Polishing approach with fully connected flow-through purification for therapeutic monoclonal antibody.

Abstract

The biopharmaceutical industry is evolving toward process intensification that can offer increased productivity and improved economics without sacrificing process robustness. A semi-continuous downstream process linking purification/polishing unit operations in series can reduce or eliminate intermediate holding tanks and reduce overall processing time. Accordingly, we have developed a therapeutic monoclonal antibody polishing template comprised of a connected flow-through polishing technologies that include activated carbon, cation exchange, and anion-exchange chromatography. In this report, we evaluated fully-connected pool-less polishing with three flow-through technologies, operating as a single skid to streamline and improve an mAb purification platform.
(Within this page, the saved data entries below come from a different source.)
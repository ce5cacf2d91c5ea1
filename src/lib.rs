//! QC-Core: quality-control figures for volumetric MRI
//!
//! This crate builds the per-subject visual QC pages of an MRI pipeline as
//! in-memory figures; saving them to PDF/PNG is left to the caller.
//!
//! # Modules
//! - `layout`: Rows/columns search for slice mosaics
//! - `mosaic`: Every slice of a volume tiled on one page, optional mask overlay
//! - `distribution`: Sample histogram against a population density
//! - `population`: Per-subject medians for reference distributions
//! - `utils`: Masked value extraction and summary statistics
//! - `figure`: The figure description handed to a plotting backend
//! - `nifti_io`: NIfTI loading

// Core types
pub mod error;
pub mod layout;
pub mod volume;

// Figure building
pub mod colormap;
pub mod figure;
pub mod mosaic;
pub mod distribution;
pub mod population;
pub mod utils;

// I/O and setup
pub mod nifti_io;
pub mod source;
pub mod config;
pub mod logging;

pub use error::{QcError, QcResult};
pub use layout::{grid_layout, grid_layout_lenient, Grid};
pub use volume::Volume;
pub use figure::Figure;
pub use mosaic::{render_mosaic, render_mosaic_with, MosaicConfig};
pub use distribution::{render_distribution, render_distribution_with, DistributionConfig};
pub use population::{median_distribution_from_files, median_per_subject};
pub use source::VolumeInput;
pub use utils::extract_masked_values;
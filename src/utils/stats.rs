//! Summary statistics used by the QC figures
//!
//! Percentiles for intensity windows, medians, equal-width histograms and
//! a Gaussian kernel density estimate for reference distributions.

use crate::error::{QcError, QcResult};

fn sorted(values: &[f64]) -> Vec<f64> {
    let mut sorted = values.to_vec();
    sorted.sort_unstable_by(|a, b| a.total_cmp(b));
    sorted
}

fn percentile_of_sorted(sorted: &[f64], q: f64) -> f64 {
    let pos = q / 100.0 * (sorted.len() - 1) as f64;
    let lo = pos.floor() as usize;
    let hi = (lo + 1).min(sorted.len() - 1);
    let frac = pos - lo as f64;
    sorted[lo] + (sorted[hi] - sorted[lo]) * frac
}

/// Percentile `q` (0-100) with linear interpolation between closest ranks
pub fn percentile(values: &[f64], q: f64) -> QcResult<f64> {
    let mut out = percentiles(values, &[q])?;
    Ok(out.remove(0))
}

/// Several percentiles computed from a single sort
pub fn percentiles(values: &[f64], qs: &[f64]) -> QcResult<Vec<f64>> {
    if values.is_empty() {
        return Err(QcError::EmptySelection("percentile of an empty set".to_string()));
    }
    let sorted = sorted(values);
    Ok(qs
        .iter()
        .map(|&q| percentile_of_sorted(&sorted, q.clamp(0.0, 100.0)))
        .collect())
}

/// Median, averaging the two middle values for even counts
pub fn median(values: &[f64]) -> QcResult<f64> {
    if values.is_empty() {
        return Err(QcError::EmptySelection("median of an empty set".to_string()));
    }
    let sorted = sorted(values);
    let mid = sorted.len() / 2;
    if sorted.len() % 2 == 0 {
        Ok((sorted[mid - 1] + sorted[mid]) / 2.0)
    } else {
        Ok(sorted[mid])
    }
}

/// Equal-width histogram over the data range
#[derive(Debug, Clone, PartialEq)]
pub struct Histogram {
    /// `bins + 1` bin edges, ascending
    pub edges: Vec<f64>,
    /// Count per bin; the last bin includes its right edge
    pub counts: Vec<usize>,
}

impl Histogram {
    /// Bin `values` into `bins` equal-width bins spanning [min, max]
    ///
    /// A constant input is widened to [v - 0.5, v + 0.5]. Infinite or NaN
    /// values leave the range undefined and fail with `InvalidVolume`.
    pub fn new(values: &[f64], bins: usize) -> QcResult<Self> {
        if bins == 0 {
            return Err(QcError::Config("histogram needs at least one bin".to_string()));
        }
        if values.is_empty() {
            return Err(QcError::EmptySelection("histogram of an empty set".to_string()));
        }
        if let Some(bad) = values.iter().find(|v| !v.is_finite()) {
            return Err(QcError::InvalidVolume(format!(
                "histogram range is not finite (found {})", bad
            )));
        }

        let mut min_val = values.iter().fold(f64::INFINITY, |a, &b| a.min(b));
        let mut max_val = values.iter().fold(f64::NEG_INFINITY, |a, &b| a.max(b));
        if min_val == max_val {
            min_val -= 0.5;
            max_val += 0.5;
        }

        let bin_width = (max_val - min_val) / bins as f64;
        let edges: Vec<f64> = (0..=bins).map(|i| min_val + i as f64 * bin_width).collect();

        let mut counts = vec![0usize; bins];
        for &v in values {
            let bin = ((v - min_val) / bin_width).floor() as usize;
            counts[bin.min(bins - 1)] += 1;
        }

        Ok(Histogram { edges, counts })
    }

    pub fn bins(&self) -> usize {
        self.counts.len()
    }

    pub fn total(&self) -> usize {
        self.counts.iter().sum()
    }
}

/// Points at which a density curve is evaluated
pub const KDE_GRID_SIZE: usize = 100;
/// Bandwidths the evaluation grid extends past the data on each side
pub const KDE_CUT: f64 = 3.0;

/// Gaussian kernel density estimate with Scott's bandwidth
#[derive(Debug, Clone, PartialEq)]
pub struct GaussianKde {
    pub bandwidth: f64,
    /// Evaluation grid, ascending
    pub support: Vec<f64>,
    /// Density at each support point
    pub density: Vec<f64>,
}

impl GaussianKde {
    /// Fit to `values` and evaluate on a grid spanning the data +/- 3 bandwidths
    ///
    /// Needs at least two values with non-zero spread.
    pub fn fit(values: &[f64]) -> QcResult<Self> {
        let n = values.len();
        if n < 2 {
            return Err(QcError::UndefinedReference(format!(
                "density estimate needs at least 2 values, got {}", n
            )));
        }

        let mean = values.iter().sum::<f64>() / n as f64;
        let var = values.iter().map(|v| (v - mean).powi(2)).sum::<f64>() / (n - 1) as f64;
        let std = var.sqrt();
        if !(std.is_finite() && std > 0.0) {
            return Err(QcError::UndefinedReference(
                "density estimate needs values with non-zero spread".to_string(),
            ));
        }

        let bandwidth = std * (n as f64).powf(-0.2);
        let lo = values.iter().fold(f64::INFINITY, |a, &b| a.min(b)) - KDE_CUT * bandwidth;
        let hi = values.iter().fold(f64::NEG_INFINITY, |a, &b| a.max(b)) + KDE_CUT * bandwidth;
        let step = (hi - lo) / (KDE_GRID_SIZE - 1) as f64;

        let norm = 1.0 / (n as f64 * bandwidth * (2.0 * std::f64::consts::PI).sqrt());
        let support: Vec<f64> = (0..KDE_GRID_SIZE).map(|i| lo + i as f64 * step).collect();
        let density = support
            .iter()
            .map(|&x| {
                norm * values
                    .iter()
                    .map(|&xi| (-0.5 * ((x - xi) / bandwidth).powi(2)).exp())
                    .sum::<f64>()
            })
            .collect();

        Ok(GaussianKde { bandwidth, support, density })
    }
}

/// Format like C's `%g`: six significant digits, trailing zeros dropped,
/// scientific notation for exponents below -4 or from 6 up.
pub fn format_general(value: f64) -> String {
    if value.is_nan() {
        return "nan".to_string();
    }
    if value.is_infinite() {
        return if value > 0.0 { "inf" } else { "-inf" }.to_string();
    }
    if value == 0.0 {
        return "0".to_string();
    }

    let sci = format!("{:.5e}", value);
    let (mantissa, exponent) = match sci.split_once('e') {
        Some((m, e)) => (m, e.parse::<i32>().unwrap_or(0)),
        None => (sci.as_str(), 0),
    };

    if !(-4..6).contains(&exponent) {
        let sign = if exponent < 0 { '-' } else { '+' };
        format!("{}e{}{:02}", strip_zeros(mantissa), sign, exponent.abs())
    } else {
        let decimals = (5 - exponent) as usize;
        strip_zeros(&format!("{:.*}", decimals, value)).to_string()
    }
}

fn strip_zeros(s: &str) -> &str {
    if s.contains('.') {
        s.trim_end_matches('0').trim_end_matches('.')
    } else {
        s
    }
}
//! Common fixtures for QC-core integration tests

#![allow(dead_code)]

use std::path::{Path, PathBuf};

use qc_core::nifti_io::save_nifti_to_file;
use qc_core::Volume;

/// Binary sphere mask, 1.0 within `radius` voxels of `center`
pub fn sphere_mask(dims: (usize, usize, usize), center: (f64, f64, f64), radius: f64) -> Volume {
    let r2 = radius * radius;
    Volume::from_fn(dims, |i, j, k| {
        let dx = i as f64 - center.0;
        let dy = j as f64 - center.1;
        let dz = k as f64 - center.2;
        if dx * dx + dy * dy + dz * dz <= r2 { 1.0 } else { 0.0 }
    })
    .unwrap()
}

/// Brain-like phantom: bright sphere on a dim background, NaN in the
/// first and last x columns to mimic voxels outside the acquisition
pub fn phantom(dims: (usize, usize, usize)) -> Volume {
    let center = (dims.0 as f64 / 2.0, dims.1 as f64 / 2.0, dims.2 as f64 / 2.0);
    let radius = dims.0.min(dims.1).min(dims.2) as f64 / 3.0;
    let inside = sphere_mask(dims, center, radius);
    Volume::from_fn(dims, |i, j, k| {
        if i == 0 || i == dims.0 - 1 {
            f64::NAN
        } else if inside.get(i, j, k) > 0.0 {
            100.0 + (i + j + k) as f64
        } else {
            5.0 + ((i * 7 + j * 3 + k) % 5) as f64
        }
    })
    .unwrap()
}

/// Write `volume` as NIfTI under `dir` and return its path
pub fn write_volume(dir: &Path, name: &str, volume: &Volume) -> PathBuf {
    let path = dir.join(name);
    save_nifti_to_file(&path, volume).unwrap();
    path
}

/// Volume of shape (n, 1, 1) holding `values`
pub fn column(values: &[f64]) -> Volume {
    Volume::new(values.to_vec(), (values.len(), 1, 1)).unwrap()
}
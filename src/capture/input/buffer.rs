use crate::capture::input::types::{
    ClickRecord, RecordedSample, RecordingEntry, RecordingSnapshot, Sample, Viewport,
};
use crate::config::BufferConfig;
use crate::events::{ListenerRegistry, Subscription};
use parking_lot::Mutex as ParkingMutex;
use std::collections::VecDeque;
use uuid::Uuid;

pub const DEFAULT_CAPACITY: usize = 16;
pub const DEFAULT_SAMPLING_INTERVAL_MS: f64 = 16.0;

struct BufferState {
    capacity: usize,
    sampling_interval_ms: f64,
    viewport: Viewport,
    window: VecDeque<Sample>,
    /// Last accepted normalized position and host time; `None` until the first sample
    last: Option<(f64, f64, f64)>,
    recording: bool,
    session_id: Option<Uuid>,
    entries: Vec<RecordingEntry>,
}

impl BufferState {
    fn window_snapshot(&self) -> Vec<Sample> {
        self.window.iter().copied().collect()
    }
}

/// Sliding window of pointer samples.
///
/// Turns raw pointer positions into normalized, velocity-annotated samples,
/// keeps the most recent `capacity` of them and notifies subscribers with a
/// copy of the window on every sample accepted while the window is full.
pub struct SequenceBuffer {
    state: ParkingMutex<BufferState>,
    subscribers: ListenerRegistry<[Sample]>,
}

impl SequenceBuffer {
    /// Create a buffer from `config`.
    ///
    /// An invalid viewport falls back to [`Viewport::default`] so that samples
    /// are never normalized against a zero or non-finite dimension.
    pub fn new(config: &BufferConfig) -> Self {
        let capacity = config.capacity.max(1);
        let viewport = if config.viewport.is_valid() {
            config.viewport
        } else {
            tracing::warn!(
                "Invalid viewport {}x{}, using default",
                config.viewport.width,
                config.viewport.height
            );
            Viewport::default()
        };

        Self {
            state: ParkingMutex::new(BufferState {
                capacity,
                sampling_interval_ms: config.sampling_interval_ms.max(0.0),
                viewport,
                window: VecDeque::with_capacity(capacity),
                last: None,
                recording: false,
                session_id: None,
                entries: Vec::new(),
            }),
            subscribers: ListenerRegistry::new("sequence-buffer"),
        }
    }

    /// Change window capacity and sampling interval.
    ///
    /// A capacity change clears the sliding window (and position tracking);
    /// the recording buffer is kept.
    pub fn configure(&self, capacity: usize, sampling_interval_ms: f64) {
        let capacity = capacity.max(1);
        let mut state = self.state.lock();

        if capacity != state.capacity {
            tracing::debug!(
                "Sequence buffer capacity {} -> {}, clearing window",
                state.capacity,
                capacity
            );
            state.capacity = capacity;
            state.window = VecDeque::with_capacity(capacity);
            state.last = None;
        }
        state.sampling_interval_ms = sampling_interval_ms.max(0.0);
    }

    /// Feed one raw pointer event in viewport pixels at host time `now_ms`.
    ///
    /// Returns `true` if the sample was accepted.
    pub fn accept(&self, raw_x: f64, raw_y: f64, now_ms: f64) -> bool {
        let full_window = {
            let mut state = self.state.lock();

            let (dt, previous) = match state.last {
                Some((last_x, last_y, last_time)) => {
                    let elapsed = now_ms - last_time;
                    if elapsed < state.sampling_interval_ms {
                        return false;
                    }
                    (elapsed, Some((last_x, last_y)))
                }
                None => (0.0, None),
            };

            let x = raw_x / state.viewport.width;
            let y = raw_y / state.viewport.height;

            let (vx, vy) = match previous {
                Some((last_x, last_y)) if dt > 0.0 => ((x - last_x) / dt, (y - last_y) / dt),
                _ => (0.0, 0.0),
            };

            let sample = Sample { x, y, vx, vy, dt };

            if state.window.len() == state.capacity {
                state.window.pop_front();
            }
            state.window.push_back(sample);
            state.last = Some((x, y, now_ms));

            if state.recording {
                state.entries.push(RecordingEntry::Frame(RecordedSample {
                    sample,
                    raw_x,
                    raw_y,
                    timestamp: chrono::Utc::now().timestamp_millis(),
                    host_time_ms: now_ms,
                }));
            }

            let full = state.window.len() == state.capacity;
            full.then(|| state.window_snapshot())
        };

        if let Some(window) = full_window {
            tracing::trace!("Emitting full window ({} samples)", window.len());
            self.subscribers.dispatch(window.as_slice());
        }

        true
    }

    /// Register a callback for full-window emissions
    pub fn subscribe<F>(&self, callback: F) -> Subscription
    where
        F: Fn(&[Sample]) -> anyhow::Result<()> + Send + Sync + 'static,
    {
        self.subscribers.subscribe(callback)
    }

    pub fn subscriber_count(&self) -> usize {
        self.subscribers.len()
    }

    /// Start a new recording session, discarding previously recorded entries
    pub fn start_recording(&self) {
        let mut state = self.state.lock();
        let session_id = Uuid::new_v4();

        state.entries.clear();
        state.recording = true;
        state.session_id = Some(session_id);

        tracing::info!("Recording started (session={})", session_id);
    }

    pub fn stop_recording(&self) {
        let mut state = self.state.lock();
        if !state.recording {
            return;
        }
        state.recording = false;

        tracing::info!(
            "Recording stopped (entries={}, session={:?})",
            state.entries.len(),
            state.session_id
        );
    }

    pub fn is_recording(&self) -> bool {
        self.state.lock().recording
    }

    pub fn recorded_len(&self) -> usize {
        self.state.lock().entries.len()
    }

    /// Append a click marker. Ignored unless recording.
    pub fn record_click(
        &self,
        raw_x: f64,
        raw_y: f64,
        now_ms: f64,
        target: Option<&str>,
        target_id: Option<&str>,
    ) {
        let mut state = self.state.lock();
        if !state.recording {
            return;
        }

        let click = ClickRecord {
            x: raw_x / state.viewport.width,
            y: raw_y / state.viewport.height,
            raw_x,
            raw_y,
            timestamp: chrono::Utc::now().timestamp_millis(),
            host_time_ms: now_ms,
            target: target.map(str::to_string),
            target_id: target_id.map(str::to_string),
        };
        state.entries.push(RecordingEntry::Click(click));
    }

    /// Copy of the recording buffer with metadata. Does not clear the buffer.
    pub fn export_recording(&self) -> RecordingSnapshot {
        let state = self.state.lock();
        let click_count = state.entries.iter().filter(|e| e.is_click()).count();

        RecordingSnapshot {
            session_id: state.session_id,
            frame_count: state.entries.len() - click_count,
            click_count,
            viewport: state.viewport,
            capacity: state.capacity,
            sampling_interval_ms: state.sampling_interval_ms,
            exported_at: chrono::Utc::now().timestamp_millis(),
            entries: state.entries.clone(),
        }
    }

    /// Copy of the sliding window, whatever its length
    pub fn current_window(&self) -> Vec<Sample> {
        self.state.lock().window_snapshot()
    }

    /// Clear the window, the recording buffer and position tracking
    pub fn reset(&self) {
        let mut state = self.state.lock();
        state.window.clear();
        state.entries.clear();
        state.last = None;
    }

    /// Update normalization for subsequent samples. Stored samples are not renormalized.
    pub fn on_viewport_change(&self, width: f64, height: f64) {
        let viewport = Viewport::new(width, height);
        if !viewport.is_valid() {
            tracing::warn!("Ignoring invalid viewport {}x{}", width, height);
            return;
        }
        self.state.lock().viewport = viewport;
    }

    pub fn viewport(&self) -> Viewport {
        self.state.lock().viewport
    }

    pub fn capacity(&self) -> usize {
        self.state.lock().capacity
    }
}

impl Default for SequenceBuffer {
    fn default() -> Self {
        Self::new(&BufferConfig::default())
    }
}
impl PredictionEngine {
    pub fn new(config: EngineConfig, viewport: Viewport) -> Self {
        Self { config, viewport }
    }

    pub fn config(&self) -> &EngineConfig {
        &self.config
    }

    pub fn viewport(&self) -> Viewport {
        self.viewport
    }

    pub fn on_viewport_change(&mut self, width: f64, height: f64) {
        self.viewport = Viewport::new(width, height);
    }

    /// Replace the scoring weights. Out-of-range weights leave the engine unchanged.
    pub fn set_weights(
        &mut self,
        distance_weight: f64,
        trajectory_weight: f64,
    ) -> ConfigResult<()> {
        let candidate = EngineConfig {
            distance_weight,
            trajectory_weight,
            ..self.config.clone()
        };
        candidate.validate()?;

        self.config = candidate;
        tracing::debug!(
            distance_weight,
            trajectory_weight,
            "Updated scoring weights"
        );
        Ok(())
    }

    /// Predict which target the pointer is heading toward
    pub fn predict(&self, sequence: &[Sample], targets: &[Target]) -> PredictionResult<Prediction> {
        let Some(latest) = sequence.last() else {
            return Ok(Self::empty_prediction(targets));
        };
        if targets.is_empty() {
            return Ok(Prediction::empty());
        }

        if !self.viewport.is_valid() {
            return Err(PredictionError::InvalidViewport {
                width: self.viewport.width,
                height: self.viewport.height,
            });
        }

        let mut seen = HashSet::with_capacity(targets.len());
        for target in targets {
            if !seen.insert(target.id.as_str()) {
                return Err(PredictionError::DuplicateTargetId(target.id.clone()));
            }
        }

        let Viewport { width, height } = self.viewport;
        let cursor = Vec2::new(latest.x * width, latest.y * height);
        let velocity = Vec2::new(latest.vx * width, latest.vy * height);

        let mut raw_scores = Vec::with_capacity(targets.len());
        for target in targets {
            let score = self.score_target(cursor, velocity, target);
            if !score.raw.is_finite() {
                return Err(PredictionError::NonFiniteScore {
                    target_id: target.id.clone(),
                });
            }
            raw_scores.push(score.raw);
        }

        let probabilities =
            amplify_and_normalize(&raw_scores, self.config.amplification_exponent)?;
        Ok(Prediction::from_distribution(targets, probabilities))
    }

    /// Score one target for a cursor position and velocity in pixel units
    pub fn score_target(&self, cursor: Vec2, velocity: Vec2, target: &Target) -> TargetScore {
        let center = target.rect.center();
        let offset = center - cursor;
        let distance = offset.length();
        let distance_score = (-distance / self.config.distance_scale).exp();

        let direction = offset.normalized();
        let heading = velocity.normalized();
        let trajectory_score = (heading.dot(direction) + 1.0) / 2.0;

        let moving = velocity.length() > self.config.motion_threshold;
        let (distance_weight, trajectory_weight) = if moving {
            (self.config.distance_weight, self.config.trajectory_weight)
        } else {
            (1.0, 0.0)
        };

        TargetScore {
            distance,
            distance_score,
            trajectory_score,
            distance_weight,
            trajectory_weight,
            raw: distance_score * distance_weight + trajectory_score * trajectory_weight,
        }
    }

    /// Uniform distribution used when there is no motion to go on
    pub fn empty_prediction(targets: &[Target]) -> Prediction {
        let Some(first) = targets.first() else {
            return Prediction::empty();
        };

        let p = 1.0 / targets.len() as f64;
        Prediction {
            probabilities: targets
                .iter()
                .map(|target| TargetProbability {
                    id: target.id.clone(),
                    p,
                })
                .collect(),
            predicted_target_id: Some(first.id.clone()),
            confidence: p,
        }
    }
}

impl Default for PredictionEngine {
    fn default() -> Self {
        Self::new(EngineConfig::default(), Viewport::default())
    }
}

/// Raise scores to `exponent` and normalize them to sum to 1.
///
/// Falls back to a uniform distribution when every amplified score is zero.
/// Fails when the amplified scores overflow, since the result would not be a
/// distribution.
pub fn amplify_and_normalize(raw_scores: &[f64], exponent: i32) -> PredictionResult<Vec<f64>> {
    if raw_scores.is_empty() {
        return Ok(Vec::new());
    }

    let amplified: Vec<f64> = raw_scores
        .iter()
        .map(|score| score.powi(exponent))
        .collect();
    let sum: f64 = amplified.iter().sum();

    if !sum.is_finite() {
        return Err(PredictionError::NonFiniteSum);
    }
    if sum == 0.0 {
        let uniform = 1.0 / raw_scores.len() as f64;
        return Ok(vec![uniform; raw_scores.len()]);
    }

    Ok(amplified.into_iter().map(|score| score / sum).collect())
}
Laboratory-scale pool-less processing was achieved without utilizing in-line pH adjustment and conductivity dilution based on the previously optimized single process parameter. Two connected flow-through configurations of polishing steps were evaluated: a two-step process using anion exchange and cation exchange and a three step process using activated carbon, anion exchange and cation exchange chromatography. Laboratory-scale proof of concept studies showed comparable performance between the batch purification process and the pool-less process configuration. Three step polishing highly intensified the processes and provided higher process loading and achieved bulk drug specification with higher impurity clearance (>95%) and high overall mAb yield (>95%).